Pengacara Heran, Buron 11 Tahun Dapat SKCK Jadi Anggota DPRD Harusnya Ditangkap Tanpa Diperiksa Lagi
Pengacara mengatakan penyidik seharusnya langsung tangkap Litao tanpa perlu ada pemeriksaan lagi, karena 11 tahun lalu tersangka sudah diperiksa.
Penulis:
Rifqah
Editor:
Yurika NendriNovianingsih
TRIBUNNEWS.COM - Pengacara Peradi Young Lawyers Committee Surakarta, Agung Handi, merasa heran dengan kepolisian karena tidak langsung menangkap La Ode Litao yang telah menjadi buronan selama 11 tahun dalam kasus pembunuhan anak.
Litao sendiri merupakan anggota DPRD Wakatobi yang sebelumnya mendapatkan Surat Keterangan Catatan Kepolisian (SKCK) dari kepolisian sehingga lolos menjadi anggota legislatif.
SKCK sendiri sering menjadi syarat mutlak bagi masyarakat yang hendak melamar pekerjaan, mulai dari buruh pabrik hingga pegawai negeri.
Litao resmi menjadi anggota DPRD Wakatobi Fraksi Partai Hanura dan dilantik pada Oktober 2024 lalu, padahal dia masuk dalam Daftar Pencarian Orang (DPO) kasus pembunuhan seorang remaja pada 2014 silam.
Polres Wakatobi mengungkapkan bahwa terdapat kelalaian dari internal aparat yang menerbitkan SKCK untuk Litao karena tidak melakukannya sesuai prosedur yang berlaku.
Dalam kasus ini, Litao pun telah ditetapkan sebagai tersangka dan dipanggil oleh penyidik untuk pemeriksaan selengkapnya.
Namun, pada pemanggilan pertama Litao tak hadir, kemudian Polda Sumatera Utara (Sultra) menjadwalkan pemanggilan kedua untuk Litao.
Menanggapi terkait pemanggilan Litao setelah menjadi buron selama 11 tahun itu, Agung mengatakan bahwa penyidik seharusnya langsung menangkap Litao saja, tanpa perlu ada pemeriksaan lagi.
Sebab, kata Agung, saat Litao ditetapkan menjadi DPO pada 2014 silam, alasannya sudah pasti karena Litao juga tidak menghadiri pemanggilan penyidik, sehingga munculah status DPO tersebut.
Selain itu, penetapan tersangka Litao ini, sebelumnya juga karena sudah ada minimal dua alat bukti yang menjadi dasar kepolisian menetapkan seseorang menjadi tersangka.

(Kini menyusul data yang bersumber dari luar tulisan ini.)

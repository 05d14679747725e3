//! Pipeline Orchestrator: drives a batch through scan -> fingerprint ->
//! resolve -> score -> organize, honoring pause/cancel at every suspension
//! point and emitting throttled progress events.
//!
//! **Grounded on:** `wkmp-ai/src/services/workflow_orchestrator/mod.rs`'s
//! dependency-injected `WorkflowOrchestrator` (constructed with a db pool,
//! an event bus, and its component collaborators, rather than reaching for
//! globals) and its `phase_*` method-per-state structure, generalized from
//! a seven-state import workflow to this system's three phases
//! (scan/fingerprint/resolve-score-organize).

use std::collections::HashMap;
use std::path::PathBuf;
use std::sync::Arc;

use tokio_util::sync::CancellationToken;
use uuid::Uuid;

use crate::config::PipelineConfig;
use crate::db::tracks::TrackStore;
use crate::events::{EventBus, LastOutcome, Phase, PipelineEvent, ProgressEvent, ProgressThrottle};
use crate::fingerprint::{FingerprintOutcome, FingerprintStage};
use crate::organizer::SafeOrganizer;
use crate::resolver::MetadataResolver;
use crate::scanner::FileScanner;
use crate::scorer::ConfidenceScorer;
use crate::types::{BatchContext, ProcessingState, Tier, Track};

/// Summary returned once a batch finishes (or is cancelled mid-flight).
#[derive(Debug, Clone, Default)]
pub struct BatchReport {
    pub auto_applied: usize,
    pub queued_for_review: usize,
    pub unmatched: usize,
    pub failed: usize,
    pub cancelled: bool,
}

/// Coordinates one batch run. Holds shared, cloneable collaborators and
/// constructs the heavier per-run components (resolver, organizer) from
/// injected pieces so tests can substitute fakes for every oracle.
pub struct PipelineOrchestrator {
    track_store: Arc<TrackStore>,
    scanner: FileScanner,
    fingerprint_stage: Arc<FingerprintStage>,
    resolver: Arc<MetadataResolver>,
    organizer: Arc<SafeOrganizer>,
    event_bus: EventBus,
    config: PipelineConfig,
    cancel: CancellationToken,
    paused: Arc<tokio::sync::Notify>,
    pause_flag: Arc<std::sync::atomic::AtomicBool>,
}

impl PipelineOrchestrator {
    pub fn new(
        track_store: Arc<TrackStore>,
        fingerprint_stage: Arc<FingerprintStage>,
        resolver: Arc<MetadataResolver>,
        organizer: Arc<SafeOrganizer>,
        event_bus: EventBus,
        config: PipelineConfig,
    ) -> Self {
        Self {
            track_store,
            scanner: FileScanner::new(),
            fingerprint_stage,
            resolver,
            organizer,
            event_bus,
            config,
            cancel: CancellationToken::new(),
            paused: Arc::new(tokio::sync::Notify::new()),
            pause_flag: Arc::new(std::sync::atomic::AtomicBool::new(false)),
        }
    }

    pub fn subscribe(&self) -> tokio::sync::broadcast::Receiver<PipelineEvent> {
        self.event_bus.subscribe()
    }

    pub fn cancel(&self) {
        self.cancel.cancel();
        // A cancelled pipeline must also be unparked if currently paused,
        // otherwise it would wait forever at the next suspension point.
        self.paused.notify_waiters();
    }

    pub fn pause(&self) {
        self.pause_flag.store(true, std::sync::atomic::Ordering::SeqCst);
    }

    pub fn resume(&self) {
        self.pause_flag.store(false, std::sync::atomic::Ordering::SeqCst);
        self.paused.notify_waiters();
    }

    /// Suspension point: honors both pause (blocks until resumed or
    /// cancelled) and cancel (returns immediately, caller checks
    /// `cancel.is_cancelled()` next).
    async fn suspension_point(&self) {
        while self.pause_flag.load(std::sync::atomic::Ordering::SeqCst) && !self.cancel.is_cancelled() {
            self.paused.notified().await;
        }
    }

    /// Run (or resume) a batch rooted at `library_scan_root`. Tracks
    /// already in a terminal state for `batch_id` are skipped, which is
    /// what makes a re-invocation with the same `batch_id` a resume rather
    /// than a restart.
    pub async fn run_batch(&self, batch_id: Uuid, library_scan_root: &std::path::Path) -> BatchReport {
        let mut report = BatchReport::default();

        // Phase 1: scan + resume filter.
        self.suspension_point().await;
        if self.cancel.is_cancelled() {
            report.cancelled = true;
            return report;
        }

        let discovered = match self.scanner.scan(library_scan_root) {
            Ok(paths) => paths,
            Err(e) => {
                tracing::error!(error = %e, "scan failed, aborting batch");
                return report;
            }
        };

        let already_resolved = match self.track_store.all_for_batch(batch_id).await {
            Ok(tracks) => tracks
                .into_iter()
                .filter(|t| t.state.is_terminal())
                .map(|t| t.source_path)
                .collect::<std::collections::HashSet<_>>(),
            Err(_) => Default::default(),
        };
        let pending_paths: Vec<PathBuf> = discovered
            .into_iter()
            .filter(|p| !already_resolved.contains(p))
            .collect();

        if pending_paths.is_empty() {
            return report;
        }

        // Phase 2: parallel, cancellable fingerprinting.
        let fingerprints = self
            .fingerprint_stage
            .fingerprint_batch(batch_id, &pending_paths, self.config.worker_count, self.cancel.clone())
            .await;

        if self.cancel.is_cancelled() {
            report.cancelled = true;
            return report;
        }

        // Phase 3: cooperative-sequential resolve, score, organize.
        let mut tracks: Vec<Track> = pending_paths
            .iter()
            .map(|path| self.new_track(batch_id, path))
            .collect();

        let mut scored: Vec<(usize, Tier, crate::types::MatchCandidate)> = Vec::new();
        let track_count = tracks.len();
        let throttle_total = track_count;
        let mut throttle = ProgressThrottle::new(throttle_total);
        let scorer = ConfidenceScorer::new(self.config.auto_apply_threshold, self.config.review_threshold);

        // Pass 1: resolve every track and pick a provisional top candidate
        // (scored against an empty batch context) to learn which release
        // each track would land on. Pass 2 then scores album consistency
        // against the whole batch's provisional picks instead of only the
        // tracks processed earlier in iteration order.
        let mut resolved_candidates: Vec<Option<Vec<crate::types::MatchCandidate>>> =
            (0..track_count).map(|_| None).collect();
        let mut provisional_release_ids: Vec<Option<String>> = vec![None; track_count];
        let mut provisional_release_counts: HashMap<String, usize> = HashMap::new();

        for (index, track) in tracks.iter_mut().enumerate() {
            self.suspension_point().await;
            if self.cancel.is_cancelled() {
                report.cancelled = true;
                break;
            }

            let outcome = fingerprints
                .get(&track.source_path)
                .cloned()
                .unwrap_or(FingerprintOutcome::Cancelled);
            if let FingerprintOutcome::Ok(fp) = &outcome {
                track.fingerprint = Some(fp.clone());
                track.duration_seconds = Some(fp.duration_seconds);
            }
            track.state = ProcessingState::Fingerprinted;

            let candidates = self.resolver.resolve(track, &outcome).await;
            track.state = ProcessingState::Resolved;

            let empty_context = BatchContext {
                track_count,
                top_candidate_release_counts: HashMap::new(),
            };
            let mut provisional: Vec<(crate::types::MatchCandidate, u8)> = candidates
                .iter()
                .cloned()
                .map(|c| {
                    let s = scorer.score(&c, track, &empty_context);
                    (c, s)
                })
                .collect();
            crate::types::sort_candidates(&mut provisional);
            if let Some((candidate, _)) = provisional.first() {
                if let Some(release_id) = &candidate.release_id {
                    provisional_release_ids[index] = Some(release_id.clone());
                    *provisional_release_counts.entry(release_id.clone()).or_insert(0) += 1;
                }
            }

            resolved_candidates[index] = Some(candidates);
        }

        // Pass 2: rescore each track's candidates against the full batch's
        // provisional release counts, excluding the track's own vote, then
        // classify and emit progress from the final top candidate.
        for (index, track) in tracks.iter_mut().enumerate() {
            let Some(candidates) = resolved_candidates[index].take() else {
                break;
            };

            self.suspension_point().await;
            if self.cancel.is_cancelled() {
                report.cancelled = true;
                break;
            }

            let mut other_release_counts = provisional_release_counts.clone();
            if let Some(own_release_id) = &provisional_release_ids[index] {
                if let Some(count) = other_release_counts.get_mut(own_release_id) {
                    *count = count.saturating_sub(1);
                }
            }
            let batch_context = BatchContext {
                track_count,
                top_candidate_release_counts: other_release_counts,
            };

            let mut scored_candidates: Vec<(crate::types::MatchCandidate, u8)> = candidates
                .into_iter()
                .map(|c| {
                    let s = scorer.score(&c, track, &batch_context);
                    (c, s)
                })
                .collect();
            crate::types::sort_candidates(&mut scored_candidates);

            let best = scored_candidates.into_iter().next();
            let score = best.as_ref().map(|(_, s)| *s).unwrap_or(0);
            let tier = scorer.classify(score);
            track.state = ProcessingState::Classified;

            if let Some((candidate, _)) = best {
                scored.push((index, tier, candidate));
            }

            let last_outcome = match tier {
                Tier::AutoApply => Some(LastOutcome::AutoApplied),
                Tier::Review => Some(LastOutcome::QueuedForReview),
                Tier::Manual => Some(LastOutcome::QueuedForReview),
                Tier::Unmatched => Some(LastOutcome::Unmatched),
            };

            let completed = index + 1;
            if throttle.should_emit(completed) {
                self.event_bus.emit_lossy(PipelineEvent::Progress(ProgressEvent {
                    batch_id,
                    phase: Phase::Resolving,
                    completed,
                    total: throttle_total,
                    eta_hint: None,
                    current_path: Some(track.source_path.to_string_lossy().to_string()),
                    last_outcome,
                }));
            }
        }

        for (index, tier, candidate) in scored {
            let track = &mut tracks[index];
            match tier {
                Tier::AutoApply => {
                    self.suspension_point().await;
                    if self.cancel.is_cancelled() {
                        report.cancelled = true;
                        break;
                    }
                    match self.organizer.apply(track, &candidate, &self.config).await {
                        Ok(result) => {
                            track.destination_path = Some(result.destination_path);
                            track.state = ProcessingState::Applied;
                            report.auto_applied += 1;
                        }
                        Err(e) => {
                            track.last_error = Some(e.to_string());
                            track.state = ProcessingState::Failed;
                            report.failed += 1;
                        }
                    }
                }
                Tier::Review | Tier::Manual => {
                    track.state = ProcessingState::QueuedForReview;
                    report.queued_for_review += 1;
                }
                Tier::Unmatched => {
                    track.state = ProcessingState::Unmatched;
                    report.unmatched += 1;
                }
            }
            let _ = self.track_store.upsert(Uuid::new_v4(), track).await;
        }

        report
    }

    fn new_track(&self, batch_id: Uuid, path: &std::path::Path) -> Track {
        let size = std::fs::metadata(path).map(|m| m.len()).unwrap_or(0);
        let ext = path
            .extension()
            .map(|e| e.to_string_lossy().to_string())
            .unwrap_or_default();
        Track::new(batch_id, path.to_path_buf(), size, ext)
    }
}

"Saya juga heran ya, ini udah udah 11 tahun ya buron masih dipanggil lagi, artinya kan sebelum status DPO itu muncul harusnya memang penyidikan kan sudah punya dua alat bukti atau lebih seperti itu. Oleh karenanya, untuk menetapkan seorang tersangka itu ya penyidik berarti sudah yakin," jelas Agung dalam wawancara eksklusif bersama Tribunnews di program Kacamata Hukum, Senin (15/9/2025).
Baca juga: Pengacara Sebut KPU Tak Bisa Disalahkan Buntut Buron Pembunuhan Anak Dapat SKCK Jadi Anggota DPRD
"Kemudian kenapa DPO muncul? Karena memang dulu kan begitu dipanggil satu kali, dua kali, tiga kali tidak datang. Artinya memang tidak ada itikad baik, (kemudian) buron 11 tahun," tambahnya.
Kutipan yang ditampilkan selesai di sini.